* **Records drawn from a dataset**:
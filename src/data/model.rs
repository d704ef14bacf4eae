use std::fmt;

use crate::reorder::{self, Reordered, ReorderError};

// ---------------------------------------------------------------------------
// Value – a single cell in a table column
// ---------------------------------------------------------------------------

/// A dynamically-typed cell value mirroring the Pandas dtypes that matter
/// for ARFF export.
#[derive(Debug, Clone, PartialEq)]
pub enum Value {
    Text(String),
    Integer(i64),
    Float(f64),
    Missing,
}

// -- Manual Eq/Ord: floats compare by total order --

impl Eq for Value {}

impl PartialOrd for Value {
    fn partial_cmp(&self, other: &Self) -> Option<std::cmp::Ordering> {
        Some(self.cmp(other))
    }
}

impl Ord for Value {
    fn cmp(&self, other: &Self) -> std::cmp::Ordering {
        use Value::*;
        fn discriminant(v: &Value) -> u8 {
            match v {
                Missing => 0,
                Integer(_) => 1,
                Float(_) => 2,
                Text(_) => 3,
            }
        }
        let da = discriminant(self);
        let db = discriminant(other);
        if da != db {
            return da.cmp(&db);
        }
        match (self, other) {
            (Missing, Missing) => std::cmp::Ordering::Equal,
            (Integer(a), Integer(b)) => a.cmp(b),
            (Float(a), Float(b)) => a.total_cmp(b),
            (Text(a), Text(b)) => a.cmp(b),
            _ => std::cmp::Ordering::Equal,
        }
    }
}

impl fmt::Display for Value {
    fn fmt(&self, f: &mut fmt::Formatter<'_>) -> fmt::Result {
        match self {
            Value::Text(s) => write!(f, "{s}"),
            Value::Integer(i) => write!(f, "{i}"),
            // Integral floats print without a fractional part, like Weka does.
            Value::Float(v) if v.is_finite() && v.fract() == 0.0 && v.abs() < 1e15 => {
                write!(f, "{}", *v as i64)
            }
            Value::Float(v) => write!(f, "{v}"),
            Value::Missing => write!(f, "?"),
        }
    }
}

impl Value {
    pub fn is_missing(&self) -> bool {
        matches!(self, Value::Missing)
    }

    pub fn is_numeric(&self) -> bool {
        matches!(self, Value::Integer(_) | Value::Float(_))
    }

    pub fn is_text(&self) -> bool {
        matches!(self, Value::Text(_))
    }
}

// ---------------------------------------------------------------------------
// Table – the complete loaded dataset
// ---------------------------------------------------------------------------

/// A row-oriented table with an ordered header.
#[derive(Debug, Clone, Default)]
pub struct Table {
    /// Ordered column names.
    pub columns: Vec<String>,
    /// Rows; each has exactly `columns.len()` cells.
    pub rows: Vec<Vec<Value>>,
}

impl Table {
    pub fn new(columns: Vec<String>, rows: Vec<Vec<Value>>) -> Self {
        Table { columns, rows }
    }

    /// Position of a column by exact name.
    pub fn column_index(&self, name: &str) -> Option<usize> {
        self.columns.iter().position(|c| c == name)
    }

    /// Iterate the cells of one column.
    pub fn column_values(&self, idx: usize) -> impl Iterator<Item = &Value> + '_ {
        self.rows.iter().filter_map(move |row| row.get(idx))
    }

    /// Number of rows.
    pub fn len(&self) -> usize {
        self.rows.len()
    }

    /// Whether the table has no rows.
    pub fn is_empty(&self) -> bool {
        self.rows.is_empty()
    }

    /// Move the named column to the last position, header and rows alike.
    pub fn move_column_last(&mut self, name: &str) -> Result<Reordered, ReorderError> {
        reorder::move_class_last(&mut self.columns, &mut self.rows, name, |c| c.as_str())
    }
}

---

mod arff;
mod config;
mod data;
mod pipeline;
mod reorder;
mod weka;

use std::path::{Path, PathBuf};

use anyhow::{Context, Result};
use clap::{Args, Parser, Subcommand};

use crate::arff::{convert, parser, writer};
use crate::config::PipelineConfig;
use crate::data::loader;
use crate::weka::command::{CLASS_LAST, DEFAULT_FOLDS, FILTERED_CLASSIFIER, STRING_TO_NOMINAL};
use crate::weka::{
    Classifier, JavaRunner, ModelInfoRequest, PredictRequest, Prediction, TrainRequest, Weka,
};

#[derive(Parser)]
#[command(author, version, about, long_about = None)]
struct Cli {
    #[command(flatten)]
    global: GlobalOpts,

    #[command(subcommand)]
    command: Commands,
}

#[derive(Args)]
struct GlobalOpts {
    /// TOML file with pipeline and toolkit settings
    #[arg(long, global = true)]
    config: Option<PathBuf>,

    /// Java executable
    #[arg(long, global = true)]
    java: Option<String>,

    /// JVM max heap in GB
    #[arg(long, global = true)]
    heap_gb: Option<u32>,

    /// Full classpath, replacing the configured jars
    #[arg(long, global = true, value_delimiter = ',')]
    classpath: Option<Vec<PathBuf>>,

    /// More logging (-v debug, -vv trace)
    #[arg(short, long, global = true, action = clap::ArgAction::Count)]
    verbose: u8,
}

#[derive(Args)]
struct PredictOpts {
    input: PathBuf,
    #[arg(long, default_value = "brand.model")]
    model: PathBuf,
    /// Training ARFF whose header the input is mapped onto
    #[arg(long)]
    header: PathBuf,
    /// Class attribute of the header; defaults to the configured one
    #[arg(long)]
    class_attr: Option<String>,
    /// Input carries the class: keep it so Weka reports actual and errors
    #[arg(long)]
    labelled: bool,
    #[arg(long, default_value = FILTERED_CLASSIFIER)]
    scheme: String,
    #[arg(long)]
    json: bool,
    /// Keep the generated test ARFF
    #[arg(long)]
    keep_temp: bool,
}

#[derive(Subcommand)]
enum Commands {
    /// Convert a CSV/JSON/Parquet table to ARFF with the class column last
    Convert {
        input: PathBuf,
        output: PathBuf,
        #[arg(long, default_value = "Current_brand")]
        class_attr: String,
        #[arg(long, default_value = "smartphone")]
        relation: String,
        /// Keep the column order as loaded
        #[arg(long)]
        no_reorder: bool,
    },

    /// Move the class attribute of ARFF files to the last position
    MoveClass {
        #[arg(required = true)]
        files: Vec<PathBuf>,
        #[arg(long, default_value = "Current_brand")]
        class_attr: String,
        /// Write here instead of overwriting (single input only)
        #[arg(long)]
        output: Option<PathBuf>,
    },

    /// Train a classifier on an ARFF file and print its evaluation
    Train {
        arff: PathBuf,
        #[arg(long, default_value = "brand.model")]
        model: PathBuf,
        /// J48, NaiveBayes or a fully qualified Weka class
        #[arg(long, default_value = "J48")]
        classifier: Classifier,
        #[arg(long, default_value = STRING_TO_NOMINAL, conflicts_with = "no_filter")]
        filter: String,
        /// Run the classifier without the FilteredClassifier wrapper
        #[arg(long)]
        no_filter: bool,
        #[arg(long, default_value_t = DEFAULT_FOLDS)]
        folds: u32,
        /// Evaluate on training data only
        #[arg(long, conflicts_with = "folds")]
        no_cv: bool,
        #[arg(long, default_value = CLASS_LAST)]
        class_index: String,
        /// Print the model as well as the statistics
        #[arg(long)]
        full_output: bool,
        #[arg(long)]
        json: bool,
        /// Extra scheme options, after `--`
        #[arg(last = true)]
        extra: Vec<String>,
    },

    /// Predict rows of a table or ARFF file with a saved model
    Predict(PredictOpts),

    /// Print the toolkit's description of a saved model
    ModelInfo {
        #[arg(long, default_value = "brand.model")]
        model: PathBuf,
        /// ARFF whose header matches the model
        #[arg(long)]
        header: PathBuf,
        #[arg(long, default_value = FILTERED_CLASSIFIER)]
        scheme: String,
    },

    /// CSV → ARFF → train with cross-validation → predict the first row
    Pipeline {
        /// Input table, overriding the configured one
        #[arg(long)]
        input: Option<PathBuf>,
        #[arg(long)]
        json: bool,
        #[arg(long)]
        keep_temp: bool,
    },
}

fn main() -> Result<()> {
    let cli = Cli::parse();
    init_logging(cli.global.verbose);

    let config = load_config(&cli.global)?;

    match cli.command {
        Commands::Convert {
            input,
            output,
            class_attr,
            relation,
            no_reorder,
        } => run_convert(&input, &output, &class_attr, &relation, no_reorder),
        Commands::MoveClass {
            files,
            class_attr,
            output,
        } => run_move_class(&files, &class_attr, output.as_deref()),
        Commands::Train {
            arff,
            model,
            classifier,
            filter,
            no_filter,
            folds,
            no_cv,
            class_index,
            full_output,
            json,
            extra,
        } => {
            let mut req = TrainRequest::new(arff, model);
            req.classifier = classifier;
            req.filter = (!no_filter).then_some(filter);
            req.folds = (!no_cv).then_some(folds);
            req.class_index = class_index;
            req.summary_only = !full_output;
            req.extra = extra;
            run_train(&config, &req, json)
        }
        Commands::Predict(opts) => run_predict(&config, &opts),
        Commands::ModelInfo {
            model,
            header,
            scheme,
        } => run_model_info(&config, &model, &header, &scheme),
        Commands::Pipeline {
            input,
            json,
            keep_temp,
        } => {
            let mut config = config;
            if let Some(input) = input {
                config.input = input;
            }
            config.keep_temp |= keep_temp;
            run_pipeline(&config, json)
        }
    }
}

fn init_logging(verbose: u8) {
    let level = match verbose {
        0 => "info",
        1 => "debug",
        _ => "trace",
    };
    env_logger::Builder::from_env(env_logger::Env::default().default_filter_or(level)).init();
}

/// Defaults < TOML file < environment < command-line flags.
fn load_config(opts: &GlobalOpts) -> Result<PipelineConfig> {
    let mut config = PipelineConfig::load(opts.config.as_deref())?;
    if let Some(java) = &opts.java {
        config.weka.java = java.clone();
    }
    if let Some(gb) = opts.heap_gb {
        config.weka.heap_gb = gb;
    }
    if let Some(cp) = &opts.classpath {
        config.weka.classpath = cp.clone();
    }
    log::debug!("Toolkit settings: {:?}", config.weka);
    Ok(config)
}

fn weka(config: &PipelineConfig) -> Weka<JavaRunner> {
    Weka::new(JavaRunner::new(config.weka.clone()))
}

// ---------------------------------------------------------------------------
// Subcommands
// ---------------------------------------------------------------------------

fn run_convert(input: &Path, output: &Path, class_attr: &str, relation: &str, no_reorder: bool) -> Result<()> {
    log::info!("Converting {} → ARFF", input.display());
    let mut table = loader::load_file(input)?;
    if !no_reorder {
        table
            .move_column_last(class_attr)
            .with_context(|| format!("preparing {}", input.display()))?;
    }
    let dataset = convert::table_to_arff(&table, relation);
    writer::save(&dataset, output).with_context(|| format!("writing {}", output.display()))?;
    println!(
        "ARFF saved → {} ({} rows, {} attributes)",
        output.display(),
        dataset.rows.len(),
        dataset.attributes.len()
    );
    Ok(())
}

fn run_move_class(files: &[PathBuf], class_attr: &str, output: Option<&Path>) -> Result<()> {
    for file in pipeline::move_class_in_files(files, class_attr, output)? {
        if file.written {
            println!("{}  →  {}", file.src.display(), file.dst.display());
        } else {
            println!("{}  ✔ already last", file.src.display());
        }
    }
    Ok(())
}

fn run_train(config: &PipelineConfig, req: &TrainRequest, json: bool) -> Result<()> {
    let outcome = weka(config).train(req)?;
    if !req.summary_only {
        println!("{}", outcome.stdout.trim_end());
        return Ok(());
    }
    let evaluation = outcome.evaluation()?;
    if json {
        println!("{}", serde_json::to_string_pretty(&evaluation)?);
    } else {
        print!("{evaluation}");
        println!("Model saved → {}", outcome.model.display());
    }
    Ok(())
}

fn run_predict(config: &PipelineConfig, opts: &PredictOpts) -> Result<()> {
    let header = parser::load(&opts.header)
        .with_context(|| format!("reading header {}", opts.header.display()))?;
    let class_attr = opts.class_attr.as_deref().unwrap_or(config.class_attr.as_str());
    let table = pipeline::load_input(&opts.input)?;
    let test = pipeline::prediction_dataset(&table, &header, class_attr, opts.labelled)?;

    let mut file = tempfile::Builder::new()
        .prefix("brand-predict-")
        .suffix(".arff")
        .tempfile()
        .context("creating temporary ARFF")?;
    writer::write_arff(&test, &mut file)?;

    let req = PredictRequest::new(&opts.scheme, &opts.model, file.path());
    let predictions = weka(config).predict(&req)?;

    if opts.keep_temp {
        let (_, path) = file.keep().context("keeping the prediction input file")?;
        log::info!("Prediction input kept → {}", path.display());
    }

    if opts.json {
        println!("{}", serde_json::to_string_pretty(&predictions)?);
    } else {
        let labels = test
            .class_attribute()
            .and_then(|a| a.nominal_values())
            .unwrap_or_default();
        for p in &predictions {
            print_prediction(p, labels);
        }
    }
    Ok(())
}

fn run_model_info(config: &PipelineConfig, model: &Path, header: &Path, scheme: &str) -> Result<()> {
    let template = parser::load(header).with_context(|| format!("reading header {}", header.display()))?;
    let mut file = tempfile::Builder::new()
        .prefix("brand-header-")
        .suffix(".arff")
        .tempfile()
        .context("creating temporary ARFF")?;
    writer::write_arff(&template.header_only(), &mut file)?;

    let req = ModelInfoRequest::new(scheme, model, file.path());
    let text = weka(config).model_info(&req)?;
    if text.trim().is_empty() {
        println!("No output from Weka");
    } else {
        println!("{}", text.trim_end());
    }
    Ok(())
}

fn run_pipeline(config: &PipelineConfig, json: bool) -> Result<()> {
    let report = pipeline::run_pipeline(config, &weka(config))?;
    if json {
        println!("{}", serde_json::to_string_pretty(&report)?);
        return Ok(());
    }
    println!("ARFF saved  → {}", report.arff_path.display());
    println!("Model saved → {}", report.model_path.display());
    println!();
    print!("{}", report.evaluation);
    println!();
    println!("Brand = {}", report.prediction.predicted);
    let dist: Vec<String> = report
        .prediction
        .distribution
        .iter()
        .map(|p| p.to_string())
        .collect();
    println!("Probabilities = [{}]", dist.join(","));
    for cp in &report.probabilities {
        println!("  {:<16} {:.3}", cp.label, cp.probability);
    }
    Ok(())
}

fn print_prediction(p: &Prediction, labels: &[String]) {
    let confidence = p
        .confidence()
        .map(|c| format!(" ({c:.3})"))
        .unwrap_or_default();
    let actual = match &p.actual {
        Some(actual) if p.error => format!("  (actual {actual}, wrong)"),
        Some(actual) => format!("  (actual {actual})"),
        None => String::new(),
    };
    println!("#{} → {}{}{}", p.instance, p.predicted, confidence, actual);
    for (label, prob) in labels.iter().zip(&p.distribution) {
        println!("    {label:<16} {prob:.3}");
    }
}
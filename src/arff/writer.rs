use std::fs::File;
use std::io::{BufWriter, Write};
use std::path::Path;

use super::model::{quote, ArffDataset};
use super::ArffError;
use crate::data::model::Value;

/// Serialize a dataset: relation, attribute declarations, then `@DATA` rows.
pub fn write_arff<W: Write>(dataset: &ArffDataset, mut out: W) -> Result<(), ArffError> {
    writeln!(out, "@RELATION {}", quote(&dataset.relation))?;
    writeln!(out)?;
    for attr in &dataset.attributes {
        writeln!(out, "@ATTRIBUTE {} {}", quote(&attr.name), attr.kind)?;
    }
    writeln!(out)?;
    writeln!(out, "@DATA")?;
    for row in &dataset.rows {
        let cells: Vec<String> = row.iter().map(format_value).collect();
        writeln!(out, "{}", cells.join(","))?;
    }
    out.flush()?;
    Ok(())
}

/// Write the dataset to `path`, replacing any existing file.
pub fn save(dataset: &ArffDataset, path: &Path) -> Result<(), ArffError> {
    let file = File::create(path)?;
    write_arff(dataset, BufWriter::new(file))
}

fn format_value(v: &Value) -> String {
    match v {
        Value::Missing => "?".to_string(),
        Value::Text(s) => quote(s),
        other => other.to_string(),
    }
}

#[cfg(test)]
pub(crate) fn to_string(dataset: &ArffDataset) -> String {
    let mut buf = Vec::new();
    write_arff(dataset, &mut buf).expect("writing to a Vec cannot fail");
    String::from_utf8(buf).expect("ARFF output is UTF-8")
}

---

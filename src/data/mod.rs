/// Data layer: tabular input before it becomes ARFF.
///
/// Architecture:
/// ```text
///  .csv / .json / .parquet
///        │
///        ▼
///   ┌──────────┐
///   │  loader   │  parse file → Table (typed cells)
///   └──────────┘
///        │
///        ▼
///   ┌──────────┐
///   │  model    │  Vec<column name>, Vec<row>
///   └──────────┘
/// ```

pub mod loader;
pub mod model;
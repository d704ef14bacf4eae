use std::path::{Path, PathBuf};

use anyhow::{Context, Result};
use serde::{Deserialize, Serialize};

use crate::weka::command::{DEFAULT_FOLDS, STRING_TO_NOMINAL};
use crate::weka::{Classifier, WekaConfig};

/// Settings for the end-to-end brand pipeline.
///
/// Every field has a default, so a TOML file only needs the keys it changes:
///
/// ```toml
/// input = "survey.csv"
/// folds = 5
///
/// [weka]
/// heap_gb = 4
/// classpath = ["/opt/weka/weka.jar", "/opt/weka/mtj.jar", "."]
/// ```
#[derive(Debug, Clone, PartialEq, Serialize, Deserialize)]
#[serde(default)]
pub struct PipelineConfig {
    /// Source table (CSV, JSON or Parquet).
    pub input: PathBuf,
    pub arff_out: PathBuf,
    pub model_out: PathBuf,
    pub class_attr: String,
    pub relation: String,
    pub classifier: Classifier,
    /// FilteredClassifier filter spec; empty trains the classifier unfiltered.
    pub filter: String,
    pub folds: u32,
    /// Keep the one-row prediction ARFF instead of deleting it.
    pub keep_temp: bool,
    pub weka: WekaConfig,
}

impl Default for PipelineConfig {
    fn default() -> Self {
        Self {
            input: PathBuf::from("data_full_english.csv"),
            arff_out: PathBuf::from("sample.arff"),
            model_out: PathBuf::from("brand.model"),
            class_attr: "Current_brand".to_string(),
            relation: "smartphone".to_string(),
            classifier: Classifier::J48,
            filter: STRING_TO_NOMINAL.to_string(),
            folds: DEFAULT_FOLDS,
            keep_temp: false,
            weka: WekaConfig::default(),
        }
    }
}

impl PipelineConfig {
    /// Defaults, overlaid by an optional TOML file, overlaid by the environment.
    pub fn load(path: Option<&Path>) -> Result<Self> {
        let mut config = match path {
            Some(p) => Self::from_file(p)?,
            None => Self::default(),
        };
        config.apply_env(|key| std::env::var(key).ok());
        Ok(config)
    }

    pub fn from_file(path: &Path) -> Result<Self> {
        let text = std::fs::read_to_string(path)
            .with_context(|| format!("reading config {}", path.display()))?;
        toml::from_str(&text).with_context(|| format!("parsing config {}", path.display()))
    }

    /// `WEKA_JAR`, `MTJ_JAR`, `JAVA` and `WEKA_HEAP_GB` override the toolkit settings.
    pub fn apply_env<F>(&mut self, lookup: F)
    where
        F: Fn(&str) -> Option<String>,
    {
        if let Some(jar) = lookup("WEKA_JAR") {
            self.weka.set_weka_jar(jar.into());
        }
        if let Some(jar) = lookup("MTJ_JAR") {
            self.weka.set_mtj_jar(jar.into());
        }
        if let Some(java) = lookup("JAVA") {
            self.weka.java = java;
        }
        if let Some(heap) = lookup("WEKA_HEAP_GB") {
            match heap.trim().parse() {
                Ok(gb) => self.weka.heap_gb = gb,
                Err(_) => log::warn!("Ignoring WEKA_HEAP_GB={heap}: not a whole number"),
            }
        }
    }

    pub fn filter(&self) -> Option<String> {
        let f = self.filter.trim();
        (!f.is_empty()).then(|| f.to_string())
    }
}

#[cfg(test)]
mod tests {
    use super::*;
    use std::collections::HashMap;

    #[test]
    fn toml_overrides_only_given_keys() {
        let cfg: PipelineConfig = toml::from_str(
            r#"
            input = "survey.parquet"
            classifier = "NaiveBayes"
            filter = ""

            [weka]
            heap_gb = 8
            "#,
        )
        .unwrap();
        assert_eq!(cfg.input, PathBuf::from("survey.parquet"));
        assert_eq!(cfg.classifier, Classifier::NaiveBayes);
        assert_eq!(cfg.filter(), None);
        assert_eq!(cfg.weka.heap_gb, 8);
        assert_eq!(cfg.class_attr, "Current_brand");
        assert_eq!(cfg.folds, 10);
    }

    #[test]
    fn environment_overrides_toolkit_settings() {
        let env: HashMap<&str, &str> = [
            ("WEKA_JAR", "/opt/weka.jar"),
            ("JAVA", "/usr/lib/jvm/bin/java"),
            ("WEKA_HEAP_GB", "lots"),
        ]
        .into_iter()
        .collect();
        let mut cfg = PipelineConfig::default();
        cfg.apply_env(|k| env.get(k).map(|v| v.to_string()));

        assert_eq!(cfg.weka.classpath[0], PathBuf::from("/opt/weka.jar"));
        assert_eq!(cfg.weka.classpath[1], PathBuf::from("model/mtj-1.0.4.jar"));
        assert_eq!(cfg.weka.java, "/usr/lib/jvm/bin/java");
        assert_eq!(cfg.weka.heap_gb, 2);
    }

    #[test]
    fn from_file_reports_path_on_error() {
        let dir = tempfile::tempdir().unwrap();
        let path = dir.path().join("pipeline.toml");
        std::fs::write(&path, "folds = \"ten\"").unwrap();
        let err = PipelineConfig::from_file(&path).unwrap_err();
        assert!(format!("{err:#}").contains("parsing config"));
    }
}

* **Work item**:
Bring together every line in the entries that holds the string "whose".

* **The answer**:
    /// Training ARFF whose header the input is mapped onto
        /// ARFF whose header matches the model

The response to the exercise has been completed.